Content moderation biases inside social media companies also disproportionately flag Arabic content due in part to mistranslations, according to a review by 7amleh and the US based privacy group Fight for the Future. In October, Facebook repeatedly removed content just for using the Palestinian flag emoji.
Just as the Task Force has ramped up its arrests, so has the Cyber Unit. Since the start of the war, Office of the State Attorney reports show that there have been 14,600 removal requests to social media platforms, mainly to Facebook, Instagram, and TikTok, the primary platforms used in the region. During the entire year of 2021, when the last war in Gaza took place, the Unit made around 5,000 requests to platforms.
According to the State Attorney Office reports, the platforms are taking down over 90 percent of flagged posts since October, an even higher percentage than during past conflicts.
Critics of the Cyber Unit point to the high acceptance rate as evidence that the requests are not merely voluntary and amount to state censorship laundered through private companies. Some of the state’s influence comes from personal and soft power. For example, the head of Facebook’s public policy team in Israel is a former advisor to Netayahu.
In other ways though, the state can compel platforms to act through tacit threats of regulatory action. The state can punish companies who do not comply with content removal requests, either by raising taxes or bringing down regulation, as the Knesset has enforced recently.

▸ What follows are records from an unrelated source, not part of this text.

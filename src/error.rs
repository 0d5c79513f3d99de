use thiserror::Error;

#[derive(Error, Debug)]
pub enum SearchError {
    #[error("設定エラー: {0}")]
    Config(String),

    #[error("検索パスが不正です: {0}")]
    InvalidPath(String),

    #[error("キーワードが入力されていません")]
    NoKeywords,

    #[error("ファイルが見つかりません: {0}")]
    FileNotFound(String),

    #[error("出力する検索結果がありません")]
    NoResults,

    #[error("行番号が範囲外です: {0}")]
    RowOutOfRange(usize),

    #[error("ファイルを開けません: {0}")]
    OpenFile(String),

    #[error("JSON解析エラー: {0}")]
    JsonParse(#[from] serde_json::Error),

    #[error("CSV出力エラー: {0}")]
    Csv(#[from] csv::Error),

    #[error("IOエラー: {0}")]
    Io(#[from] std::io::Error),

    #[error(transparent)]
    Common(#[from] excel_search_common::Error),
}

pub type Result<T> = std::result::Result<T, SearchError>;
//! CSV出力
//!
//! 表示中の列構成のまま、BOM付きUTF-8で書き出す。

use crate::error::{Result, SearchError};
use excel_search_common::{MessageId, ResultTable, Translator};
use std::fs::File;
use std::io::{BufWriter, Write};
use std::path::Path;

const UTF8_BOM: &[u8] = b"\xEF\xBB\xBF";

pub fn write_csv(table: &ResultTable, translator: &Translator, output_path: &Path) -> Result<()> {
    if table.is_empty() {
        return Err(SearchError::NoResults);
    }

    let mut file = BufWriter::new(File::create(output_path)?);
    file.write_all(UTF8_BOM)?;

    let columns = table.columns();
    let mut writer = csv::WriterBuilder::new()
        .flexible(false)
        .from_writer(file);

    writer.write_record(table.headers(translator))?;

    // 単一ファイルモードではファイル名をコメント行として残す
    if let Some(file_name) = table.single_file_name() {
        let mut comment = vec![translator.t(MessageId::FileComment, &[("filename", &file_name)])];
        comment.resize(columns.len(), String::new());
        writer.write_record(&comment)?;
    }

    for row in &table.rows {
        writer.write_record(row.values(columns))?;
    }

    writer.flush()?;
    tracing::info!(path = %output_path.display(), rows = table.len(), "csv exported");
    Ok(())
}
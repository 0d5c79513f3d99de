use tracing_subscriber::EnvFilter;

/// 標準エラーへのログ出力を初期化
///
/// `RUST_LOG` が設定されていればそれを優先する。
pub fn init_logging(verbose: bool) {
    let default_level = if verbose { "debug" } else { "info" };
    let filter = EnvFilter::try_from_default_env().unwrap_or_else(|_| EnvFilter::new(default_level));

    // 二重初期化（テスト等）は無視
    let _ = tracing_subscriber::fmt()
        .with_env_filter(filter)
        .with_writer(std::io::stderr)
        .with_target(false)
        .try_init();
}
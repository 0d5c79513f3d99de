//! 結果テーブル
//!
//! 検索結果を表示・CSV出力用の行に変換する。
//! 一致がすべて同じファイルに属する場合は単一ファイルモードとなり、
//! ファイル名・ファイルパス列を省く。

use crate::i18n::{MessageId, Translator};
use crate::types::SearchResults;
use std::path::PathBuf;

/// 表示列
#[derive(Debug, Clone, Copy, PartialEq, Eq)]
pub enum Column {
    FileName,
    Sheet,
    Cell,
    Keyword,
    Content,
    FilePath,
}

impl Column {
    pub fn header_id(self) -> MessageId {
        match self {
            Column::FileName => MessageId::FileName,
            Column::Sheet => MessageId::Worksheet,
            Column::Cell => MessageId::Cell,
            Column::Keyword => MessageId::Keyword,
            Column::Content => MessageId::Content,
            Column::FilePath => MessageId::FilePath,
        }
    }

    /// GUI表示時の列幅の目安
    pub fn width(self) -> f32 {
        match self {
            Column::Content | Column::FilePath => 300.0,
            _ => 150.0,
        }
    }
}

/// 列構成
#[derive(Debug, Clone, Copy, PartialEq, Eq, Default)]
pub enum ColumnSet {
    SingleFile,
    #[default]
    MultiFile,
}

const SINGLE_FILE_COLUMNS: &[Column] = &[Column::Sheet, Column::Cell, Column::Keyword, Column::Content];

const MULTI_FILE_COLUMNS: &[Column] = &[
    Column::FileName,
    Column::Sheet,
    Column::Cell,
    Column::Keyword,
    Column::Content,
    Column::FilePath,
];

impl ColumnSet {
    pub fn columns(self) -> &'static [Column] {
        match self {
            ColumnSet::SingleFile => SINGLE_FILE_COLUMNS,
            ColumnSet::MultiFile => MULTI_FILE_COLUMNS,
        }
    }

    pub fn for_results(results: &SearchResults) -> Self {
        if results.single_source_file().is_some() {
            ColumnSet::SingleFile
        } else {
            ColumnSet::MultiFile
        }
    }
}

/// 1行分の表示値
#[derive(Debug, Clone, PartialEq, Eq)]
pub struct ResultRow {
    pub file_name: String,
    pub sheet_name: String,
    pub cell_reference: String,
    /// キーワード + ファイル内合計件数の注記
    pub keyword: String,
    pub cell_text: String,
    pub file_path: String,
    pub source_file: PathBuf,
}

impl ResultRow {
    pub fn value(&self, column: Column) -> &str {
        match column {
            Column::FileName => &self.file_name,
            Column::Sheet => &self.sheet_name,
            Column::Cell => &self.cell_reference,
            Column::Keyword => &self.keyword,
            Column::Content => &self.cell_text,
            Column::FilePath => &self.file_path,
        }
    }

    pub fn values(&self, columns: &[Column]) -> Vec<&str> {
        columns.iter().map(|c| self.value(*c)).collect()
    }
}

/// 表示用テーブル
#[derive(Debug, Clone, Default, PartialEq, Eq)]
pub struct ResultTable {
    pub column_set: ColumnSet,
    pub rows: Vec<ResultRow>,
    pub status: String,
}

impl ResultTable {
    pub fn build(results: &SearchResults, translator: &Translator) -> Self {
        let rows = results
            .matches()
            .map(|m| {
                let total = results
                    .file_tally(&m.source_file)
                    .map(|tally| tally.get(&m.keyword))
                    .unwrap_or(0);
                ResultRow {
                    file_name: m.file_name(),
                    sheet_name: m.sheet_name.clone(),
                    cell_reference: m.cell_reference.clone(),
                    keyword: format!(
                        "{}{}",
                        m.keyword,
                        translator.t(MessageId::TotalOccurrences, &[("count", &total)])
                    ),
                    cell_text: m.cell_text.clone(),
                    file_path: m.source_file.display().to_string(),
                    source_file: m.source_file.clone(),
                }
            })
            .collect();

        Self {
            column_set: ColumnSet::for_results(results),
            rows,
            status: status_line(results, translator),
        }
    }

    pub fn columns(&self) -> &'static [Column] {
        self.column_set.columns()
    }

    pub fn headers(&self, translator: &Translator) -> Vec<String> {
        self.columns()
            .iter()
            .map(|c| translator.text(c.header_id()))
            .collect()
    }

    /// 単一ファイルモードのときのファイル名
    pub fn single_file_name(&self) -> Option<&str> {
        match self.column_set {
            ColumnSet::SingleFile => self.rows.first().map(|r| r.file_name.as_str()),
            ColumnSet::MultiFile => None,
        }
    }

    pub fn len(&self) -> usize {
        self.rows.len()
    }

    pub fn is_empty(&self) -> bool {
        self.rows.is_empty()
    }
}

/// ステータス行: 件数 | (ファイル名) | キーワード別件数 | (スキップ数)
pub fn status_line(results: &SearchResults, translator: &Translator) -> String {
    let mut parts = vec![translator.t(MessageId::SearchComplete, &[("count", &results.match_count())])];

    if let Some(path) = results.single_source_file() {
        let file_name = path
            .file_name()
            .map(|n| n.to_string_lossy().to_string())
            .unwrap_or_default();
        parts.push(translator.t(MessageId::FileInfo, &[("filename", &file_name)]));
    }

    for (keyword, count) in results.tally.iter() {
        parts.push(translator.t(MessageId::KeywordStats, &[("keyword", &keyword), ("count", &count)]));
    }

    let skipped = results.skipped_files().count();
    if skipped > 0 {
        parts.push(translator.t(MessageId::SkippedFiles, &[("count", &skipped)]));
    }

    parts.join(" | ")
}
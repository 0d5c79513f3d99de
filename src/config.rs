use crate::error::{Result, SearchError};
use serde::{Deserialize, Serialize};
use std::path::{Path, PathBuf};

pub const AUTO_LANGUAGE: &str = "auto";
const DEFAULT_WINDOW_GEOMETRY: &str = "1000x550";

/// ユーザー設定
///
/// 欠けているキーは既定値で補い、未知のキーは無視する。
#[derive(Debug, Clone, PartialEq, Serialize, Deserialize)]
#[serde(default)]
pub struct Config {
    /// `auto` または言語タグ
    pub language: String,
    /// `<幅>x<高さ>`
    pub window_geometry: String,
    pub last_search_path: String,
    pub theme: String,

    #[serde(skip)]
    path: Option<PathBuf>,
}

impl Default for Config {
    fn default() -> Self {
        Self::default_config()
    }
}

impl Config {
    /// 既定の場所から読み込み
    pub fn load() -> Result<Self> {
        let config_path = Self::config_path()?;
        Ok(Self::load_from(&config_path))
    }

    /// 指定パスから読み込み（読めない場合は警告を出して既定値）
    pub fn load_from(path: &Path) -> Self {
        let mut config = if path.exists() {
            match std::fs::read_to_string(path)
                .map_err(SearchError::from)
                .and_then(|content| Ok(serde_json::from_str::<Config>(&content)?))
            {
                Ok(config) => config,
                Err(e) => {
                    tracing::warn!(path = %path.display(), error = %e, "failed to load config");
                    Self::default_config()
                }
            }
        } else {
            Self::default_config()
        };
        config.path = Some(path.to_path_buf());
        config
    }

    /// ファイルに紐付かない設定（保存しない）
    pub fn in_memory() -> Self {
        Self::default_config()
    }

    pub fn save(&self) -> Result<()> {
        let Some(config_path) = &self.path else {
            return Ok(());
        };

        if let Some(parent) = config_path.parent() {
            std::fs::create_dir_all(parent)?;
        }

        let content = serde_json::to_string_pretty(self)?;
        std::fs::write(config_path, content)?;
        tracing::debug!(path = %config_path.display(), "config saved");
        Ok(())
    }

    pub fn config_path() -> Result<PathBuf> {
        let base = dirs::config_dir()
            .or_else(|| dirs::home_dir().map(|home| home.join(".config")))
            .ok_or_else(|| SearchError::Config("設定ディレクトリが見つかりません".into()))?;
        Ok(base.join("excel-keyword-search").join("config.json"))
    }

    pub fn path(&self) -> Option<&Path> {
        self.path.as_deref()
    }

    fn default_config() -> Self {
        Self {
            language: AUTO_LANGUAGE.into(),
            window_geometry: DEFAULT_WINDOW_GEOMETRY.into(),
            last_search_path: String::new(),
            theme: "default".into(),
            path: None,
        }
    }

    pub fn set_language(&mut self, language: &str) -> Result<()> {
        if self.language == language {
            return Ok(());
        }
        self.language = language.to_string();
        self.save()
    }

    pub fn set_window_geometry(&mut self, geometry: &str) -> Result<()> {
        if self.window_geometry == geometry {
            return Ok(());
        }
        self.window_geometry = geometry.to_string();
        self.save()
    }

    pub fn set_window_size(&mut self, width: f32, height: f32) -> Result<()> {
        let geometry = format!("{}x{}", width.round() as u32, height.round() as u32);
        self.set_window_geometry(&geometry)
    }

    pub fn set_last_search_path(&mut self, path: &str) -> Result<()> {
        if self.last_search_path == path {
            return Ok(());
        }
        self.last_search_path = path.to_string();
        self.save()
    }

    /// ウィンドウサイズ（解析できなければ既定値）
    pub fn window_size(&self) -> (f32, f32) {
        parse_geometry(&self.window_geometry)
            .or_else(|| parse_geometry(DEFAULT_WINDOW_GEOMETRY))
            .unwrap_or((1000.0, 550.0))
    }
}

/// `1000x550` や `1000x550+10+20` 形式を解析
fn parse_geometry(geometry: &str) -> Option<(f32, f32)> {
    let size = geometry.split('+').next()?;
    let (w, h) = size.split_once('x')?;
    let width: u32 = w.trim().parse().ok()?;
    let height: u32 = h.trim().parse().ok()?;
    if width == 0 || height == 0 {
        return None;
    }
    Some((width as f32, height as f32))
}
//! ワークブック単位のキーワード走査
//!
//! calamineで値のみ（数式はキャッシュ済みの計算結果）を読み、
//! シート順 → 行順 → 列順 → キーワード入力順に一致を収集する。
//! 読み込みに失敗したファイルは警告ログを出し、0件として扱う。

use calamine::{open_workbook, Data, DataType, Reader, Xlsx, XlsxError};
use excel_search_common::{FileScan, Match};
use std::path::Path;

/// 1ファイルを走査する
///
/// 失敗しても呼び出し側へはエラーを返さない。
pub fn scan_workbook<S: AsRef<str>>(path: &Path, keywords: &[S]) -> FileScan {
    match try_scan_workbook(path, keywords) {
        Ok(scan) => scan,
        Err(e) => {
            tracing::warn!(file = %path.display(), error = %e, "skipping unreadable workbook");
            FileScan::failed(path, keywords, e.to_string())
        }
    }
}

fn try_scan_workbook<S: AsRef<str>>(path: &Path, keywords: &[S]) -> Result<FileScan, XlsxError> {
    // ワークブックは関数終了時に閉じられる
    let mut workbook: Xlsx<_> = open_workbook(path)?;
    let mut scan = FileScan::new(path, keywords);

    for sheet_name in workbook.sheet_names() {
        let range = workbook.worksheet_range(&sheet_name)?;
        let (row_offset, col_offset) = range.start().unwrap_or((0, 0));

        for (row, col, cell) in range.cells() {
            let Some(text) = cell_text(cell) else {
                continue;
            };

            for keyword in keywords {
                let keyword = keyword.as_ref();
                if keyword.is_empty() {
                    continue;
                }
                let count = text.matches(keyword).count();
                if count == 0 {
                    continue;
                }
                scan.tally.add(keyword, count);
                scan.matches.push(Match {
                    source_file: path.to_path_buf(),
                    sheet_name: sheet_name.clone(),
                    cell_reference: cell_reference(row_offset + row as u32, col_offset + col as u32),
                    keyword: keyword.to_string(),
                    cell_text: text.clone(),
                });
            }
        }
    }

    tracing::debug!(
        file = %path.display(),
        matches = scan.matches.len(),
        "workbook scanned"
    );
    Ok(scan)
}

/// セル値の文字列表現（空セルはNone）
pub fn cell_text(cell: &Data) -> Option<String> {
    match cell {
        Data::Empty => None,
        Data::DateTime(_) => Some(
            cell.as_datetime()
                .map(|dt| dt.to_string())
                .unwrap_or_else(|| cell.to_string()),
        ),
        other => Some(other.to_string()),
    }
}

/// 0始まりの行・列をA1形式に変換（例: (0, 26) -> "AA1"）
pub fn cell_reference(row: u32, col: u32) -> String {
    format!("{}{}", column_letters(col), row + 1)
}

fn column_letters(mut col: u32) -> String {
    let mut letters = String::new();
    loop {
        letters.insert(0, (b'A' + (col % 26) as u8) as char);
        if col < 26 {
            break;
        }
        col = col / 26 - 1;
    }
    letters
}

Israeli government powers to monitor the civilian population online have expanded during the war. A new amendment that passed the Knesset in October changed counterterrorism laws to now make it illegal to merely consume online terrorist-affiliated publications and videos.
It remains an open question how the state would be capable of enforcing this law to monitor consumption. Legal groups have submitted requests to the government seeking to understand whether it will permit greater online surveillance.
It’s still unknown, for that matter, how exactly the Cyber Unit or the task force track the volumes of online content for terrorist threats. The Unit claims much of the work is done manually by officers sitting in front of desktops using keyword searches on various platforms. That would be a remarkably low-tech solution for a startup nation whose most prodigious export is surveillance devices.
Israeli intelligence units, for example, in the past have tapped a “predictive policing algorithm” to scour online content by suspected terrorists.
Some of the mobile inspections may take place through direct coercion. Palestinians have been stopped at checkpoints by police asking to inspect their phones and review their browsing history. In home raids, police will routinely seize suspects’ phones with a warrant.
State monitoring of online consumption could take even more invasive form. Israeli tech company NSO Pegasus notoriously sells its product to foreign governments to hack into the phones of journalists, dissidents and even government officials and spy on them. It can monitor location, phone calls, and web searches, including on social media.
NSO Pegasus and a similar tech company, Cobweb Technologies, which is known for working with American police departments, inked contracts with Israeli authorities as recently as this past year.
Reports from Israeli publication Calcalist revealed that these tech services are used by the Israeli police to bug the phones of its own citizens in numerous instances. It wouldn't be a stretch for the Netanyahu government to deploy this homegrown technology to monitor consumption on devices in accordance with the new counterterrorism measures. That would require far greater surveillance than has ever been used before in Israel.